▸ MATERIAL PROVIDED:
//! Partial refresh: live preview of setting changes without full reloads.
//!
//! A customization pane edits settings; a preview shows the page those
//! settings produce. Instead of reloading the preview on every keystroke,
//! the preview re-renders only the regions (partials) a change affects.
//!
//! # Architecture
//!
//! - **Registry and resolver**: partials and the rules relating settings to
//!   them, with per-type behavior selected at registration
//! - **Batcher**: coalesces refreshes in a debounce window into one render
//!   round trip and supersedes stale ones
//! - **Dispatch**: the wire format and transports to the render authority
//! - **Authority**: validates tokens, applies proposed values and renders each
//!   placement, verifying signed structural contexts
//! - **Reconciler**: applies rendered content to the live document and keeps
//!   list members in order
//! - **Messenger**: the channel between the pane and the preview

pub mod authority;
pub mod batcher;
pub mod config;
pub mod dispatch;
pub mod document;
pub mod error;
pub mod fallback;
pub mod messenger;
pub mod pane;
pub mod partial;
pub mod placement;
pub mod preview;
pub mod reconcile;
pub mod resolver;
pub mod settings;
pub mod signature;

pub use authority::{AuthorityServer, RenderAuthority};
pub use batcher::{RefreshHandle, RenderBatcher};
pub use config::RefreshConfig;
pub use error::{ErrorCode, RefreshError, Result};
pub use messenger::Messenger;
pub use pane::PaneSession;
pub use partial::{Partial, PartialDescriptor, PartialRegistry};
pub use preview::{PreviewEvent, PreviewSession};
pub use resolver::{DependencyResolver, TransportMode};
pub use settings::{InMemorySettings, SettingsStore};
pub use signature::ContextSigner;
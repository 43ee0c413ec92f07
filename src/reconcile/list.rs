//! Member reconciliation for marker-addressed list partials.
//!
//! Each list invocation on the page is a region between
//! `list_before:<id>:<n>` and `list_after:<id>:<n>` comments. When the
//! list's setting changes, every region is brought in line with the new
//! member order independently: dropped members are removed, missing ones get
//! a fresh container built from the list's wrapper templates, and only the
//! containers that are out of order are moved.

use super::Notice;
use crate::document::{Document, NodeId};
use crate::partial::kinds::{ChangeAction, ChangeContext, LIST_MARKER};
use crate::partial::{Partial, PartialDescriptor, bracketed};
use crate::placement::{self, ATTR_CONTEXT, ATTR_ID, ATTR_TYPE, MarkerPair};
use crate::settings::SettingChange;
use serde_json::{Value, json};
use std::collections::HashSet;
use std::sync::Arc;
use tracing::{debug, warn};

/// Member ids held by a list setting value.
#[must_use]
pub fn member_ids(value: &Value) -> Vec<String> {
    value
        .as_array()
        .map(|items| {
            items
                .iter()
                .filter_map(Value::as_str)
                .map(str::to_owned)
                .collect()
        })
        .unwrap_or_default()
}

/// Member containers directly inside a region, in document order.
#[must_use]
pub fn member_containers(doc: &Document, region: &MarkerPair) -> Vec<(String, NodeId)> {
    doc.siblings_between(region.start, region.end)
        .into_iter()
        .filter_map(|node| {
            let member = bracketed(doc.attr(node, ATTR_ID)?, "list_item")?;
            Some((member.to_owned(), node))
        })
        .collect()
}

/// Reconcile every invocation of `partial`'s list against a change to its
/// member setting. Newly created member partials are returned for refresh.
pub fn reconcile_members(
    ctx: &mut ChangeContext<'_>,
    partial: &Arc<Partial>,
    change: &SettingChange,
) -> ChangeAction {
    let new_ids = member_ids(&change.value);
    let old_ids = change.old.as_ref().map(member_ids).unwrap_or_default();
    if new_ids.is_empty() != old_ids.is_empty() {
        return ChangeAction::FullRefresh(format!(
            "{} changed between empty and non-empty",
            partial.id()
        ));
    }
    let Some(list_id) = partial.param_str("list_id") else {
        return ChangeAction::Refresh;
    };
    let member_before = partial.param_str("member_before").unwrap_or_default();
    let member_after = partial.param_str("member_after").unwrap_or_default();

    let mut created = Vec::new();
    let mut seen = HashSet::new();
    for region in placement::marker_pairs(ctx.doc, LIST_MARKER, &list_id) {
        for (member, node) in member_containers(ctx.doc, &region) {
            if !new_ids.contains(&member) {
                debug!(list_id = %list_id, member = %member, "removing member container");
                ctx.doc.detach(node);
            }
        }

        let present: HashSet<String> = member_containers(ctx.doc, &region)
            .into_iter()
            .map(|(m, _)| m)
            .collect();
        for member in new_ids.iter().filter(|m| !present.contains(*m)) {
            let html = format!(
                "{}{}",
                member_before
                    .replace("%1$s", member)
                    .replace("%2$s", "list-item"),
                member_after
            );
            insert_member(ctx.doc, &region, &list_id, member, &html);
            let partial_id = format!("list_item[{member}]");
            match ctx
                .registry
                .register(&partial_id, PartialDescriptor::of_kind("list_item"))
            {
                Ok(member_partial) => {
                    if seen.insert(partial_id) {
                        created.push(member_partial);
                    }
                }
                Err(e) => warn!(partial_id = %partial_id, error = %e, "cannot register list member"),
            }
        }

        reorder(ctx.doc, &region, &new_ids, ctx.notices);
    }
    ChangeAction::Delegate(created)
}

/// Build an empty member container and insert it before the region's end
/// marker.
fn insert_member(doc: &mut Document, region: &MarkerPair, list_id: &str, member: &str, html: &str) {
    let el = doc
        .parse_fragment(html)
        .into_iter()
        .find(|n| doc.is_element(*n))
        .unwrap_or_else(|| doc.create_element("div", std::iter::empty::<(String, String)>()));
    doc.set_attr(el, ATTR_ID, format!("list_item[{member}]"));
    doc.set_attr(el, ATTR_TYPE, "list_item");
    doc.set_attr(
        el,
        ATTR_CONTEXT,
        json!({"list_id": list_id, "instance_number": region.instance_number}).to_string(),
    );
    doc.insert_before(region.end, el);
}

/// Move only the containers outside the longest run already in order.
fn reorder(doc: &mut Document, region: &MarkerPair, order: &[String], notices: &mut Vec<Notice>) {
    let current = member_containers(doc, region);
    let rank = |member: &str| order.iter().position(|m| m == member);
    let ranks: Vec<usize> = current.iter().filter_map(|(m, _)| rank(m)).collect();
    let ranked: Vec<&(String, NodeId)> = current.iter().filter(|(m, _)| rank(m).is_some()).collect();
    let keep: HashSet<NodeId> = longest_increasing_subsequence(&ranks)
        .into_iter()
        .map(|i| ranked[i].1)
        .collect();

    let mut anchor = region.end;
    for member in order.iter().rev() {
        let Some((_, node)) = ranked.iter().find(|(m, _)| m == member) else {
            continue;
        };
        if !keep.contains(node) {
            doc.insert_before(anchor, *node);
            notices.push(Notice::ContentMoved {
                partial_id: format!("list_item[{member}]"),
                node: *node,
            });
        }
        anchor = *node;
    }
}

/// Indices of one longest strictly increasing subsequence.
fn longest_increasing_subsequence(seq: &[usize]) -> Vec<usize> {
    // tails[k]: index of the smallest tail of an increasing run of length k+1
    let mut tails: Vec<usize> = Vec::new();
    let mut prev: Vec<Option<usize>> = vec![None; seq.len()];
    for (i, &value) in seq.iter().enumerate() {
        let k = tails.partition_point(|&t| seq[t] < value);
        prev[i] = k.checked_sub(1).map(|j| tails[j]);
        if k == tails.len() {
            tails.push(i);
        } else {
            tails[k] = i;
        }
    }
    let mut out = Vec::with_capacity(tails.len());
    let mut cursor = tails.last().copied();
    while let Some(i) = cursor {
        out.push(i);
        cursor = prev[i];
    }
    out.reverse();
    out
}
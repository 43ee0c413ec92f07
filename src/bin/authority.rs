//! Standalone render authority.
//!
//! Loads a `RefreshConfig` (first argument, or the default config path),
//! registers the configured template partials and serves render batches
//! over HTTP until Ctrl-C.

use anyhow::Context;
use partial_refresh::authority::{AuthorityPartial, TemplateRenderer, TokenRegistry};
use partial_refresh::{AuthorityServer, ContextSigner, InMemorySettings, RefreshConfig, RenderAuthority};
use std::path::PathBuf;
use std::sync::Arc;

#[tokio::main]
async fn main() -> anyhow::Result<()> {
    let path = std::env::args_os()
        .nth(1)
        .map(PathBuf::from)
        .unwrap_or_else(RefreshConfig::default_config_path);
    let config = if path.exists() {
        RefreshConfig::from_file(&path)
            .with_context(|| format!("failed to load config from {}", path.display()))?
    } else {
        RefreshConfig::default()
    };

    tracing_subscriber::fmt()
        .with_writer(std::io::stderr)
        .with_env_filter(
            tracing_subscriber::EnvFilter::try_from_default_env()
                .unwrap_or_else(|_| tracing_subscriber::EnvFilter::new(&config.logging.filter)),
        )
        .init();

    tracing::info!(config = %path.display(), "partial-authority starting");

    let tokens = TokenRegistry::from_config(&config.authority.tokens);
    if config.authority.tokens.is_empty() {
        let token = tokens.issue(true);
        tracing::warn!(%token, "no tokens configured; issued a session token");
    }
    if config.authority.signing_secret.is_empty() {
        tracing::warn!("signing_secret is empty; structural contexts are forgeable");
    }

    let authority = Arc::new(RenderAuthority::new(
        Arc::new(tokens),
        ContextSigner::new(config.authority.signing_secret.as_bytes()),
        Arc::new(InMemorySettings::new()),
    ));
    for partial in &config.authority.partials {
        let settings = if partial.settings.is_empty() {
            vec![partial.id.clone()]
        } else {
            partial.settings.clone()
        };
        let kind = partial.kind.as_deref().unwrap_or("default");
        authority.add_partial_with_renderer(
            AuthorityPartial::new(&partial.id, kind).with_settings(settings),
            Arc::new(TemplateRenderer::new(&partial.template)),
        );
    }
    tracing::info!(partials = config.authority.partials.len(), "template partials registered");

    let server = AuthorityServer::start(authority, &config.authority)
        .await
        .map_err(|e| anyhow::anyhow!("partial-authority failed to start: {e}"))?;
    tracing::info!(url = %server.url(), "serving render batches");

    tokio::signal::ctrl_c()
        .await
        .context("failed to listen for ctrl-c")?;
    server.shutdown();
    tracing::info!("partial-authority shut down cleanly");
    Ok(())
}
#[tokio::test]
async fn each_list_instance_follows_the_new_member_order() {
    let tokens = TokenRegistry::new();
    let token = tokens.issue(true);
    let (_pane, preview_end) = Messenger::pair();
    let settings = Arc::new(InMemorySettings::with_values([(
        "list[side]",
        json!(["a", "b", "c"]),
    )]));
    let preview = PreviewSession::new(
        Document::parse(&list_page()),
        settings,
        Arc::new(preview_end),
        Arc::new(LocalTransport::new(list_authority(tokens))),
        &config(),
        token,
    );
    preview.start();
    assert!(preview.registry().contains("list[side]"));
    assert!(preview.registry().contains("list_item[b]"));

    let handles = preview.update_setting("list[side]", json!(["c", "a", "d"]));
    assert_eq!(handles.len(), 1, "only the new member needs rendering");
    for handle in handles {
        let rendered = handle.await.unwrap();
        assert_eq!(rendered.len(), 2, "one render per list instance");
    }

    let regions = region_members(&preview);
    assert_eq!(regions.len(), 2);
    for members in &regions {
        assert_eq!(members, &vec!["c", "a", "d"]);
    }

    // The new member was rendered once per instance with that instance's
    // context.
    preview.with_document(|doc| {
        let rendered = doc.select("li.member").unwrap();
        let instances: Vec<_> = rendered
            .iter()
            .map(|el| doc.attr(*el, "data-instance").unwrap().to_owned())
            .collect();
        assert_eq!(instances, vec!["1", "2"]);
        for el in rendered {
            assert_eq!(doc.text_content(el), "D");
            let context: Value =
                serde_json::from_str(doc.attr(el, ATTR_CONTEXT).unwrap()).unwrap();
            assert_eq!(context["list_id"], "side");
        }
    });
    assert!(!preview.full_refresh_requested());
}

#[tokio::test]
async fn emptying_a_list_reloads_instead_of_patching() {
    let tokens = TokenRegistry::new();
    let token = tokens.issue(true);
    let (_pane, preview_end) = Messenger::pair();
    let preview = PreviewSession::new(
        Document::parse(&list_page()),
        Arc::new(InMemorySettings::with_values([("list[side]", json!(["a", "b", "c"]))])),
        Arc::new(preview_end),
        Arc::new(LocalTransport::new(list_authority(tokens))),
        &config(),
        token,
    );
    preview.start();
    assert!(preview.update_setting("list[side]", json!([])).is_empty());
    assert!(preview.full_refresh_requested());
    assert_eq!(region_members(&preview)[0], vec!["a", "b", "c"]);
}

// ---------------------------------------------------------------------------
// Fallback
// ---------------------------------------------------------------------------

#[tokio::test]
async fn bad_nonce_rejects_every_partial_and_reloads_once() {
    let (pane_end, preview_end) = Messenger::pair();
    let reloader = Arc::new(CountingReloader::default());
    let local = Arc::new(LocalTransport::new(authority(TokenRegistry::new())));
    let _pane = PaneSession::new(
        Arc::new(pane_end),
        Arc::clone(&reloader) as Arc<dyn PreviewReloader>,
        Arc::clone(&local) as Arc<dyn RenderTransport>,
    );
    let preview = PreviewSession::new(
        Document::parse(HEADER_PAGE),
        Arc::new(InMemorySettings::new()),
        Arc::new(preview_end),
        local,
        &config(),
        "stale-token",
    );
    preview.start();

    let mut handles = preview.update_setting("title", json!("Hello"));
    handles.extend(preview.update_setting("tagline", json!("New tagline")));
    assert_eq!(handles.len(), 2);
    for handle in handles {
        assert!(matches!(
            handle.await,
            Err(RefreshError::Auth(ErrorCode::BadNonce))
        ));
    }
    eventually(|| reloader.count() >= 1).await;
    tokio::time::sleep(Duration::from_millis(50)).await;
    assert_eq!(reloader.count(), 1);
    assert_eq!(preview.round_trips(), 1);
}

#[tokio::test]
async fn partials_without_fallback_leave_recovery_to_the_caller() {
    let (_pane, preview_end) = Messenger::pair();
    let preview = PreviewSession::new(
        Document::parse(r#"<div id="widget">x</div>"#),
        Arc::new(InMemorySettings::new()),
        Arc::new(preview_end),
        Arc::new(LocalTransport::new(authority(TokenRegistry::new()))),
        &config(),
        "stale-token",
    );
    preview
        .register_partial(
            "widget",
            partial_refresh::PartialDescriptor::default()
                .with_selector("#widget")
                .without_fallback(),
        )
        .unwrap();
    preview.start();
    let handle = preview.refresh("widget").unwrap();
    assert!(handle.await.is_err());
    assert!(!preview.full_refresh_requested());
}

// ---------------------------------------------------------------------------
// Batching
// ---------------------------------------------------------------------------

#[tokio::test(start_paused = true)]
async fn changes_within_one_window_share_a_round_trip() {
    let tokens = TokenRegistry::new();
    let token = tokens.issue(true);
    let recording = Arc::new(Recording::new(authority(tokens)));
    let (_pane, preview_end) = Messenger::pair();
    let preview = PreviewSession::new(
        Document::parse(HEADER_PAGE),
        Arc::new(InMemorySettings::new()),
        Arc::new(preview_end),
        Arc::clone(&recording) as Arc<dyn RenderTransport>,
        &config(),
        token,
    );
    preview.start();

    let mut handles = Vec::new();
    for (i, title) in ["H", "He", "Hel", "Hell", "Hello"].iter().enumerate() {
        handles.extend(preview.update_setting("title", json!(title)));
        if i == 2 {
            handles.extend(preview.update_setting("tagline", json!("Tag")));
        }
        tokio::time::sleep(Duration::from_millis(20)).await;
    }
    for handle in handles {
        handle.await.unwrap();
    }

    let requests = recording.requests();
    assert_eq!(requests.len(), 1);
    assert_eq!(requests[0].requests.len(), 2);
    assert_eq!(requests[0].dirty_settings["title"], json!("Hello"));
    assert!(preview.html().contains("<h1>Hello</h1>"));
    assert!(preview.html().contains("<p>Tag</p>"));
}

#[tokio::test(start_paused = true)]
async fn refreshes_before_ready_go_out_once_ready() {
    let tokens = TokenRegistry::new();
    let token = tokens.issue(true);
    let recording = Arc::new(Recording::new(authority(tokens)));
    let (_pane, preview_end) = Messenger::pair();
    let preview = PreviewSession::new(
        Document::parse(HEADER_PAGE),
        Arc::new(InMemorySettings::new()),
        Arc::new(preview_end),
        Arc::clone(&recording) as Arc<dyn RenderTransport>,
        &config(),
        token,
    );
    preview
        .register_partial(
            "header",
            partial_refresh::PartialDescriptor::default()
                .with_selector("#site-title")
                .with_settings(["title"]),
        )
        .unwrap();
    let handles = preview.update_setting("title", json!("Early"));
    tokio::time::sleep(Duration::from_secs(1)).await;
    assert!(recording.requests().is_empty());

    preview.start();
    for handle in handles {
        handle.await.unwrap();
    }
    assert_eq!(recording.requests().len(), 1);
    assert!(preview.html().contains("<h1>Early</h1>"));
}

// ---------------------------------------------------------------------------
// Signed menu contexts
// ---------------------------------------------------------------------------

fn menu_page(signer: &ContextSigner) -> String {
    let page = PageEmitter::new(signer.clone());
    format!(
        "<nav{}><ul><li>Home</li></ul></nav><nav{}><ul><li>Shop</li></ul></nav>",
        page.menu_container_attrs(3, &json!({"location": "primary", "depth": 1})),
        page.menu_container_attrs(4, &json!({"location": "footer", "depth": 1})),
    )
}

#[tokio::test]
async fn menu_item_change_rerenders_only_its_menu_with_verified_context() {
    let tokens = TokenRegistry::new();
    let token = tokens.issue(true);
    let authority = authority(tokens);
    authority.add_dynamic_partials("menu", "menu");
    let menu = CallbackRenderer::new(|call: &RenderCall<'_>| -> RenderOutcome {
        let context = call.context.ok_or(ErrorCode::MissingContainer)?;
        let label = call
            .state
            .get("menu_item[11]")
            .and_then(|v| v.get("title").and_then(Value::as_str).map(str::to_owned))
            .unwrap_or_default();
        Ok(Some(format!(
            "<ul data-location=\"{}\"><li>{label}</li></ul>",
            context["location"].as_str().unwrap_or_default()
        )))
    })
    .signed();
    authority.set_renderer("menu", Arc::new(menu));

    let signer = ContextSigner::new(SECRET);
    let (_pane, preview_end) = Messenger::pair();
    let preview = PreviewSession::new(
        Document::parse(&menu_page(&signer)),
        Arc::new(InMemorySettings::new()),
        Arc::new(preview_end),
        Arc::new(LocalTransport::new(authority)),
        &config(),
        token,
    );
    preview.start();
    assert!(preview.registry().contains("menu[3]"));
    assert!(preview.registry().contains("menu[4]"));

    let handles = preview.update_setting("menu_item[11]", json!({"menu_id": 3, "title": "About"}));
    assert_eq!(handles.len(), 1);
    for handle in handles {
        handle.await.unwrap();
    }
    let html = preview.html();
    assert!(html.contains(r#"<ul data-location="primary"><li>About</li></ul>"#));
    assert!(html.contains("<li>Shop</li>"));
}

▸ TO DO: In the listing above, count the lines where the string "present" occurs, then give that count and nothing else.

▸ RESPONSE TO THE EXERCISE: 2